Start of DATASET

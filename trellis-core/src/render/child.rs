//! Child Reconciliation
//!
//! Diffs a parent's previous children against a new desired child tree and
//! produces the new work-in-progress child list.
//!
//! # Reuse
//!
//! A previous child is reused (through its alternate buffer) when it has the
//! same key and the same type as the desired child. Children of a list
//! without keys are matched by position. Anything not reused is queued on
//! the parent as a deletion.
//!
//! # Effect Tracking
//!
//! The reconciler for a parent that has never been committed does not track
//! effects: its whole subtree is placed in one step by the nearest tracked
//! ancestor. A tracking reconciler marks Placement on children that appear
//! for the first time at their position, and on reused children that moved
//! before a child that stayed put.

use indexmap::IndexMap;

use crate::element::{Element, ElementType, Node, PropValue, Props, CHILDREN};
use crate::fiber::{FiberArena, Flags, NodeId, WorkTag};

/// How a previous child is found again in a keyed diff.
#[derive(Debug, Clone, PartialEq, Eq, Hash)]
enum ChildKey {
    Key(String),
    Index(usize),
}

impl ChildKey {
    fn of(key: Option<&String>, index: usize) -> Self {
        key.map_or(Self::Index(index), |k| Self::Key(k.clone()))
    }
}

pub(crate) struct ChildReconciler<'a> {
    arena: &'a mut FiberArena,
    should_track_effects: bool,
}

impl<'a> ChildReconciler<'a> {
    pub(crate) fn new(arena: &'a mut FiberArena, should_track_effects: bool) -> Self {
        Self {
            arena,
            should_track_effects,
        }
    }

    /// Reconcile `desired` under `parent` and return the new first child.
    pub(crate) fn reconcile_child_fibers(
        &mut self,
        parent: NodeId,
        current_first_child: Option<NodeId>,
        desired: &Node,
    ) -> Option<NodeId> {
        // An unkeyed fragment at the top is just its children.
        let unwrapped;
        let desired = match desired {
            Node::Element(element)
                if element.kind == ElementType::Fragment && element.key.is_none() =>
            {
                unwrapped = element.props.children();
                &unwrapped
            }
            other => other,
        };

        match desired {
            Node::Element(element) => {
                let child = self.reconcile_single_element(parent, current_first_child, element);
                Some(self.place_single_child(child))
            }
            Node::Text(text) => {
                let child = self.reconcile_single_text_node(parent, current_first_child, text);
                Some(self.place_single_child(child))
            }
            Node::List(children) => {
                self.reconcile_children_array(parent, current_first_child, children)
            }
            Node::Empty => {
                self.delete_remaining_children(parent, current_first_child);
                None
            }
        }
    }

    fn delete_child(&mut self, parent: NodeId, child: NodeId) {
        if !self.should_track_effects {
            return;
        }
        let node = &mut self.arena[parent];
        node.deletions.push(child);
        node.flags |= Flags::CHILD_DELETION;
    }

    fn delete_remaining_children(&mut self, parent: NodeId, first: Option<NodeId>) {
        if !self.should_track_effects {
            return;
        }
        let mut next = first;
        while let Some(child) = next {
            next = self.arena[child].sibling;
            self.delete_child(parent, child);
        }
    }

    /// Reuse `current` for a new render with `props`.
    fn use_fiber(&mut self, current: NodeId, props: Props) -> NodeId {
        let clone = self.arena.create_work_in_progress(current, props);
        let node = &mut self.arena[clone];
        node.index = 0;
        node.sibling = None;
        clone
    }

    fn adopt(&mut self, parent: NodeId, child: NodeId) -> NodeId {
        self.arena[child].parent = Some(parent);
        child
    }

    fn link(&mut self, first: &mut Option<NodeId>, previous: &mut Option<NodeId>, child: NodeId) {
        match *previous {
            None => *first = Some(child),
            Some(prev) => self.arena[prev].sibling = Some(child),
        }
        *previous = Some(child);
    }

    fn place_single_child(&mut self, child: NodeId) -> NodeId {
        let node = &mut self.arena[child];
        if self.should_track_effects && node.alternate.is_none() {
            node.flags |= Flags::PLACEMENT;
        }
        child
    }

    fn place_child(&mut self, child: NodeId, last_placed_index: usize, new_index: usize) -> usize {
        self.arena[child].index = new_index;
        if !self.should_track_effects {
            return last_placed_index;
        }
        match self.arena[child].alternate {
            Some(current) => {
                let old_index = self.arena[current].index;
                if old_index < last_placed_index {
                    // Moved.
                    self.arena[child].flags |= Flags::PLACEMENT;
                    last_placed_index
                } else {
                    old_index
                }
            }
            None => {
                self.arena[child].flags |= Flags::PLACEMENT;
                last_placed_index
            }
        }
    }

    fn reconcile_single_element(
        &mut self,
        parent: NodeId,
        current_first_child: Option<NodeId>,
        element: &Element,
    ) -> NodeId {
        let mut next = current_first_child;
        while let Some(child) = next {
            let node = &self.arena[child];
            let sibling = node.sibling;
            if node.key == element.key {
                if node.element_type.as_ref() == Some(&element.kind) {
                    self.delete_remaining_children(parent, sibling);
                    let existing = self.use_fiber(child, element.props.clone());
                    return self.adopt(parent, existing);
                }
                // Same key, different type: nothing after it can match either.
                self.delete_remaining_children(parent, Some(child));
                break;
            }
            self.delete_child(parent, child);
            next = sibling;
        }

        let created = self.arena.create_fiber_from_element(element);
        self.adopt(parent, created)
    }

    fn reconcile_single_text_node(
        &mut self,
        parent: NodeId,
        current_first_child: Option<NodeId>,
        text: &str,
    ) -> NodeId {
        if let Some(child) = current_first_child {
            if self.arena[child].tag == WorkTag::HostText {
                let sibling = self.arena[child].sibling;
                self.delete_remaining_children(parent, sibling);
                let existing = self.use_fiber(child, Props::text(text));
                return self.adopt(parent, existing);
            }
        }
        self.delete_remaining_children(parent, current_first_child);
        let created = self.arena.create_fiber_from_text(text);
        self.adopt(parent, created)
    }

    fn update_text_node(&mut self, parent: NodeId, current: Option<NodeId>, text: &str) -> NodeId {
        let node = match current {
            Some(current) if self.arena[current].tag == WorkTag::HostText => {
                self.use_fiber(current, Props::text(text))
            }
            _ => self.arena.create_fiber_from_text(text),
        };
        self.adopt(parent, node)
    }

    fn update_element(&mut self, parent: NodeId, current: Option<NodeId>, element: &Element) -> NodeId {
        let node = match current {
            Some(current) if self.arena[current].element_type.as_ref() == Some(&element.kind) => {
                self.use_fiber(current, element.props.clone())
            }
            _ => self.arena.create_fiber_from_element(element),
        };
        self.adopt(parent, node)
    }

    fn update_fragment(&mut self, parent: NodeId, current: Option<NodeId>, children: &[Node]) -> NodeId {
        let node = match current {
            Some(current) if self.arena[current].tag == WorkTag::Fragment => {
                let props = Props::new().with(CHILDREN, PropValue::Node(Node::List(children.to_vec())));
                self.use_fiber(current, props)
            }
            _ => self.arena.create_fiber_from_fragment(children, None),
        };
        self.adopt(parent, node)
    }

    fn create_child(&mut self, parent: NodeId, desired: &Node) -> Option<NodeId> {
        let created = match desired {
            Node::Text(text) => self.arena.create_fiber_from_text(text),
            Node::Element(element) => self.arena.create_fiber_from_element(element),
            Node::List(children) => self.arena.create_fiber_from_fragment(children, None),
            Node::Empty => return None,
        };
        Some(self.adopt(parent, created))
    }

    /// Match `desired` against the previous child in the same slot. `None`
    /// means the keys disagree and the fast path must stop.
    fn update_slot(&mut self, parent: NodeId, current: Option<NodeId>, desired: &Node) -> Option<NodeId> {
        let key = current.and_then(|id| self.arena[id].key.clone());
        match desired {
            Node::Text(text) if key.is_none() => Some(self.update_text_node(parent, current, text)),
            Node::Element(element) if element.key == key => {
                Some(self.update_element(parent, current, element))
            }
            Node::List(children) if key.is_none() => {
                Some(self.update_fragment(parent, current, children))
            }
            _ => None,
        }
    }

    fn update_from_map(
        &mut self,
        existing: &IndexMap<ChildKey, NodeId>,
        parent: NodeId,
        new_index: usize,
        desired: &Node,
    ) -> Option<NodeId> {
        let by_index = || existing.get(&ChildKey::Index(new_index)).copied();
        match desired {
            Node::Text(text) => Some(self.update_text_node(parent, by_index(), text)),
            Node::Element(element) => {
                let matched = existing
                    .get(&ChildKey::of(element.key.as_ref(), new_index))
                    .copied();
                Some(self.update_element(parent, matched, element))
            }
            Node::List(children) => Some(self.update_fragment(parent, by_index(), children)),
            Node::Empty => None,
        }
    }

    fn reconcile_children_array(
        &mut self,
        parent: NodeId,
        current_first_child: Option<NodeId>,
        children: &[Node],
    ) -> Option<NodeId> {
        let mut first: Option<NodeId> = None;
        let mut previous: Option<NodeId> = None;

        let mut old = current_first_child;
        let mut last_placed_index = 0;
        let mut new_index = 0;

        // Walk both lists in lockstep while the slots agree.
        while let Some(old_id) = old {
            if new_index >= children.len() {
                break;
            }
            let (slot, next_old) = if self.arena[old_id].index > new_index {
                (None, Some(old_id))
            } else {
                (Some(old_id), self.arena[old_id].sibling)
            };
            let Some(child) = self.update_slot(parent, slot, &children[new_index]) else {
                if slot.is_none() {
                    old = next_old;
                }
                break;
            };
            if let Some(slot) = slot {
                if self.arena[child].alternate.is_none() {
                    self.delete_child(parent, slot);
                }
            }
            last_placed_index = self.place_child(child, last_placed_index, new_index);
            self.link(&mut first, &mut previous, child);
            old = next_old;
            new_index += 1;
        }

        if new_index == children.len() {
            self.delete_remaining_children(parent, old);
            return first;
        }

        if old.is_none() {
            for (index, desired) in children.iter().enumerate().skip(new_index) {
                let Some(child) = self.create_child(parent, desired) else {
                    continue;
                };
                last_placed_index = self.place_child(child, last_placed_index, index);
                self.link(&mut first, &mut previous, child);
            }
            return first;
        }

        let mut existing = IndexMap::new();
        let mut next = old;
        while let Some(id) = next {
            let node = &self.arena[id];
            existing.insert(ChildKey::of(node.key.as_ref(), node.index), id);
            next = node.sibling;
        }

        for (index, desired) in children.iter().enumerate().skip(new_index) {
            let Some(child) = self.update_from_map(&existing, parent, index, desired) else {
                continue;
            };
            if self.should_track_effects && self.arena[child].alternate.is_some() {
                existing.shift_remove(&ChildKey::of(self.arena[child].key.as_ref(), index));
            }
            last_placed_index = self.place_child(child, last_placed_index, index);
            self.link(&mut first, &mut previous, child);
        }

        for (_, leftover) in existing {
            self.delete_child(parent, leftover);
        }
        first
    }
}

End of DATASET

ASSIGNED TASK: Find the word "render" in the entries and show each line where it is found.

SOLUTION TO THIS TASK:
filename trellis-core/src/render/child.rs
    /// Reuse `current` for a new render with `props`.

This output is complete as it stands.